DPR dan pemerintah lalu kembali memasukkan revisi UU KPK dalam daftar RUU prioritas Prolegnas 2012. Kali ini, Komisi III mulai serius merumusan draf revisi UU KPK. Hingga kemudian mendapat kritik karena dianggap banyak pihak dapat melemahkan KPK.

Abraham Samad, Ketua KPK saat itu pun menyampaikan protes dengan mengatakan revisi dapat mengkebiri kewenangan lembaga yang dipimpinnya. Salah satu poin yang paling mendapat perhatiannya ketika itu adalah mengenai mekanisme penyadapan yang harus meminta izin ketua pengadilan negeri. “Kalau penuntutan maupun penyadapan dipereteli, mendingan KPK dibubarkan saja,” kata Abraham pada 19 September 2012.

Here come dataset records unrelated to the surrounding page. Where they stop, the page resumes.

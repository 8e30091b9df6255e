//! Declaration synthesis.
//!
//! [`Synthesizer::synthesize`] walks one descriptor in field order, resolves
//! each visible field, and feeds every referenced symbol to a fresh
//! [`ImportResolver`]. The result is a [`DeclarationRecord`] for the renderer.

use std::collections::HashSet;

use serde::Serialize;
use tracing::{debug, debug_span, trace};
use typeforge_foundation::{ErrorContext, Result};
use typeforge_mapping::{MappingTable, Symbol, SymbolOrigin, catalog};
use typeforge_schema::{InputField, InputKind, InputTypeDescriptor, SchemaRegistry};

use crate::config::GeneratorConfig;
use crate::imports::{ImportEntry, ImportResolver, ModulePath};
use crate::property::ResolvedProperty;
use crate::resolver::FieldResolver;

/// A synthesized declaration, ready to render.
#[derive(Clone, Debug, PartialEq, Eq, Serialize)]
#[serde(rename_all = "camelCase")]
pub struct DeclarationRecord {
    /// Declaration name.
    pub name: String,
    /// What the declaration is used for.
    pub kind: InputKind,
    /// Container decorator.
    pub decorator: String,
    /// Properties in schema order.
    pub properties: Vec<ResolvedProperty>,
    /// Import manifest in first-reference order.
    pub imports: Vec<ImportEntry>,
}

impl DeclarationRecord {
    /// Returns a property by name.
    #[must_use]
    pub fn property(&self, name: &str) -> Option<&ResolvedProperty> {
        self.properties.iter().find(|p| p.name == name)
    }

    /// Returns the module a symbol is imported from.
    #[must_use]
    pub fn import_path(&self, symbol: &str) -> Option<&ModulePath> {
        self.imports
            .iter()
            .find(|entry| entry.symbol == symbol)
            .map(|entry| &entry.module_path)
    }

    /// Returns every symbol the properties reference, in property order.
    pub fn referenced_symbols(&self) -> impl Iterator<Item = &Symbol> {
        self.properties.iter().flat_map(|p| p.references.iter())
    }

    /// Returns the catalog filter declarations this record references.
    #[must_use]
    pub fn catalog_references(&self) -> Vec<InputTypeDescriptor> {
        catalog::referenced(self.referenced_symbols())
    }

    /// Encodes the record as JSON for an external renderer.
    pub fn to_json(&self) -> serde_json::Result<String> {
        serde_json::to_string_pretty(self)
    }
}

/// Builds declaration records from descriptors.
#[derive(Clone, Copy, Debug)]
pub struct Synthesizer<'a> {
    resolver: FieldResolver<'a>,
    config: &'a GeneratorConfig,
}

impl<'a> Synthesizer<'a> {
    /// Creates a synthesizer over read-only collaborators.
    #[must_use]
    pub fn new(
        registry: &'a SchemaRegistry,
        table: &'a MappingTable,
        config: &'a GeneratorConfig,
    ) -> Self {
        Self {
            resolver: FieldResolver::new(registry, table, config),
            config,
        }
    }

    /// Returns the field resolver.
    #[must_use]
    pub fn resolver(&self) -> &FieldResolver<'a> {
        &self.resolver
    }

    /// Synthesizes one declaration.
    ///
    /// Any resolution or import failure aborts this declaration; the error
    /// names the declaration and, where known, the field.
    pub fn synthesize(&self, descriptor: &InputTypeDescriptor) -> Result<DeclarationRecord> {
        let span = debug_span!("synthesize", declaration = %descriptor.name);
        let _enter = span.enter();

        let at_declaration = || ErrorContext::new().with_declaration(&descriptor.name);

        let mut imports = ImportResolver::new();
        for name in ["Field", self.config.decorator.as_str()] {
            imports
                .register_symbol(&Symbol::new(name, SymbolOrigin::Dialect), self.config)
                .map_err(|e| e.with_context(at_declaration()))?;
        }

        let kind = descriptor.kind;
        let shadowed: HashSet<&str> =
            if kind.exposes_foreign_keys() || !kind.includes_relations() {
                HashSet::new()
            } else {
                descriptor.foreign_key_columns().collect()
            };

        let mut properties = Vec::with_capacity(descriptor.fields.len());
        for input in &descriptor.fields {
            if !is_visible(input, kind, &shadowed) {
                trace!(field = %input.field.name, "skipped field");
                continue;
            }

            let at_field = || at_declaration().with_field(&input.field.name);
            let property = self
                .resolver
                .resolve_input(input, kind)
                .map_err(|e| e.with_context(at_field()))?;

            for symbol in &property.references {
                if symbol.name == descriptor.name {
                    continue;
                }
                imports
                    .register_symbol(symbol, self.config)
                    .map_err(|e| e.with_context(at_field()))?;
            }
            properties.push(property);
        }

        debug!(
            properties = properties.len(),
            imports = imports.len(),
            "synthesized declaration"
        );

        Ok(DeclarationRecord {
            name: descriptor.name.clone(),
            kind,
            decorator: self.config.decorator.clone(),
            properties,
            imports: imports.finalize(),
        })
    }
}

fn is_visible(input: &InputField, kind: InputKind, shadowed: &HashSet<&str>) -> bool {
    let field = &input.field;
    if field.hidden {
        return false;
    }
    if field.is_relation() {
        kind.includes_relations()
    } else {
        !shadowed.contains(field.name.as_str())
    }
}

Revisi peraturan KPK itu akhirnya gagal dilakukan setelah SBY menolaknya. Ia menganggap revisi belum perlu dilakukan karena timing-nya tidak tepat.

“Pemikiran dan rencana revisi UU KPK sepanjang untuk memperkuat dan tidak untuk memperlemah KPK sebenarnya dimungkinkan. Tetapi, saya pandang kurang tepat untuk dilakukan saat ini. Lebih baik sekarang ini kita tingkatkan sinergi dan intensitas semua upaya pemberantasan korupsi,” kata SBY dalam pidatonya, di Istana Negara, Jakarta, Senin (8/10/2012).

(BacaUU KPK Hasil Revisi DPR dan Presiden Cacat Formil)

Seiring dengan banyaknya penolakan, Komisi III pun angkat tangan dalam pembahasan revisi UU KPK. Proses pembahasan revisi UU KPK kemudian diserahkan ke Badan Legislasi DPR. Dan pada 17 Oktober 2012, semua fraksi di Baleg sepakat untuk menghentikan pembahasan revisi UU KPK.

Sejak itu, pembahasan revisi UU KPK terhenti sampai akhirnya Jokowi terpilih sebagai Presiden. Memasuki tahun 2015, upaya merevisi KPK kembali mencuat dan kembali masuk ke dalam prioritas Prolegnas 2015. Semua fraksi kali ini setuju melakukan revisi. DPR saat itu menyebut dimasukkannya RUU KPK dalam Prolegnas 2015 karena usulan dari Menkumham Yasonna Laoly.

Pada 7 Oktober 2015, rapat Baleg DPR kembali membahas draf revisi UU KPK. Beberapa di antaranya mengatur soal pembatasan usia institusi KPK hanya sampai 12 tahun, memangkas kewenangan penuntutan, membatasi proses rekrutmen penyelidik dan penyidik secara mandiri.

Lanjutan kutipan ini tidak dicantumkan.